Recorded data section start

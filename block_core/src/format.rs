//! # Display Formatting
//!
//! Text formatting for estimate values: areas carry two decimals and an
//! "m²" suffix, block counts are plain integers, and money is written as
//! `<symbol><amount>` with comma thousands separators and two decimals.
//!
//! ```rust
//! use block_core::format::{format_area, format_currency};
//!
//! assert_eq!(format_area(115.02), "115.02 m²");
//! assert_eq!(format_currency("₦", 417_550.0), "₦417,550.00");
//! ```

/// Suffix appended to every formatted area
pub const AREA_UNIT: &str = "m²";

/// Format an area to two decimal places with the unit suffix.
pub fn format_area(value_m2: f64) -> String {
    format!("{value_m2:.2} {AREA_UNIT}")
}

/// Format a block count as a plain integer.
pub fn format_count(count: u64) -> String {
    count.to_string()
}

/// Format a money amount, e.g. `₦1,234,567.89`.
///
/// Non-finite amounts cannot be grouped and fall back to the unformatted
/// value after the symbol.
pub fn format_currency(symbol: &str, amount: f64) -> String {
    match group_thousands(amount) {
        Some(grouped) => format!("{symbol}{grouped}"),
        None => format!("{symbol}{amount}"),
    }
}

/// `1234567.891` -> `1,234,567.89`
fn group_thousands(amount: f64) -> Option<String> {
    if !amount.is_finite() {
        return None;
    }

    let fixed = format!("{:.2}", amount.abs());
    let (whole, fraction) = fixed.split_once('.')?;

    let mut grouped = String::with_capacity(fixed.len() + whole.len() / 3 + 1);
    if amount < 0.0 && fixed.bytes().any(|b| b != b'0' && b != b'.') {
        grouped.push('-');
    }
    for (i, digit) in whole.chars().enumerate() {
        if i > 0 && (whole.len() - i) % 3 == 0 {
            grouped.push(',');
        }
        grouped.push(digit);
    }
    grouped.push('.');
    grouped.push_str(fraction);
    Some(grouped)
}

#[cfg(test)]
mod tests {
    use super::*;

    #[test]
    fn test_format_area() {
        assert_eq!(format_area(120.0), "120.00 m²");
        assert_eq!(format_area(4.98), "4.98 m²");
        assert_eq!(format_area(0.0), "0.00 m²");
    }

    #[test]
    fn test_format_count() {
        assert_eq!(format_count(1193), "1193");
        assert_eq!(format_count(0), "0");
    }

    #[test]
    fn test_currency_grouping() {
        assert_eq!(format_currency("₦", 0.0), "₦0.00");
        assert_eq!(format_currency("₦", 350.0), "₦350.00");
        assert_eq!(format_currency("₦", 1000.0), "₦1,000.00");
        assert_eq!(format_currency("₦", 417_550.0), "₦417,550.00");
        assert_eq!(format_currency("$", 1_234_567.891), "$1,234,567.89");
        assert_eq!(format_currency("₦", 999.999), "₦1,000.00");
    }

    #[test]
    fn test_negative_currency() {
        assert_eq!(format_currency("₦", -1500.5), "₦-1,500.50");
        assert_eq!(format_currency("₦", -0.001), "₦0.00");
    }

    #[test]
    fn test_currency_fallback() {
        assert_eq!(format_currency("₦", f64::INFINITY), "₦inf");
        assert_eq!(format_currency("₦", f64::NAN), "₦NaN");
    }
}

Recorded data section end

▶ _The task_
Copy out the entire listing above exactly.

▶ _Response for this exercise_
filename block_core/src/format.rs
//! # Display Formatting
//!
//! Text formatting for estimate values: areas carry two decimals and an
//! "m²" suffix, block counts are plain integers, and money is written as
//! `<symbol><amount>` with comma thousands separators and two decimals.
//!
//! ```rust
//! use block_core::format::{format_area, format_currency};
//!
//! assert_eq!(format_area(115.02), "115.02 m²");
//! assert_eq!(format_currency("₦", 417_550.0), "₦417,550.00");
//! ```

/// Suffix appended to every formatted area
pub const AREA_UNIT: &str = "m²";

/// Format an area to two decimal places with the unit suffix.
pub fn format_area(value_m2: f64) -> String {
    format!("{value_m2:.2} {AREA_UNIT}")
}

/// Format a block count as a plain integer.
pub fn format_count(count: u64) -> String {
    count.to_string()
}

/// Format a money amount, e.g. `₦1,234,567.89`.
///
/// Non-finite amounts cannot be grouped and fall back to the unformatted
/// value after the symbol.
pub fn format_currency(symbol: &str, amount: f64) -> String {
    match group_thousands(amount) {
        Some(grouped) => format!("{symbol}{grouped}"),
        None => format!("{symbol}{amount}"),
    }
}

/// `1234567.891` -> `1,234,567.89`
fn group_thousands(amount: f64) -> Option<String> {
    if !amount.is_finite() {
        return None;
    }

    let fixed = format!("{:.2}", amount.abs());
    let (whole, fraction) = fixed.split_once('.')?;

    let mut grouped = String::with_capacity(fixed.len() + whole.len() / 3 + 1);
    if amount < 0.0 && fixed.bytes().any(|b| b != b'0' && b != b'.') {
        grouped.push('-');
    }
    for (i, digit) in whole.chars().enumerate() {
        if i > 0 && (whole.len() - i) % 3 == 0 {
            grouped.push(',');
        }
        grouped.push(digit);
    }
    grouped.push('.');
    grouped.push_str(fraction);
    Some(grouped)
}

#[cfg(test)]
mod tests {
    use super::*;

    #[test]
    fn test_format_area() {
        assert_eq!(format_area(120.0), "120.00 m²");
        assert_eq!(format_area(4.98), "4.98 m²");
        assert_eq!(format_area(0.0), "0.00 m²");
    }

    #[test]
    fn test_format_count() {
        assert_eq!(format_count(1193), "1193");
        assert_eq!(format_count(0), "0");
    }

    #[test]
    fn test_currency_grouping() {
        assert_eq!(format_currency("₦", 0.0), "₦0.00");
        assert_eq!(format_currency("₦", 350.0), "₦350.00");
        assert_eq!(format_currency("₦", 1000.0), "₦1,000.00");
        assert_eq!(format_currency("₦", 417_550.0), "₦417,550.00");
        assert_eq!(format_currency("$", 1_234_567.891), "$1,234,567.89");
        assert_eq!(format_currency("₦", 999.999), "₦1,000.00");
    }

    #[test]
    fn test_negative_currency() {
        assert_eq!(format_currency("₦", -1500.5), "₦-1,500.50");
        assert_eq!(format_currency("₦", -0.001), "₦0.00");
    }

    #[test]
    fn test_currency_fallback() {
        assert_eq!(format_currency("₦", f64::INFINITY), "₦inf");
        assert_eq!(format_currency("₦", f64::NAN), "₦NaN");
    }
}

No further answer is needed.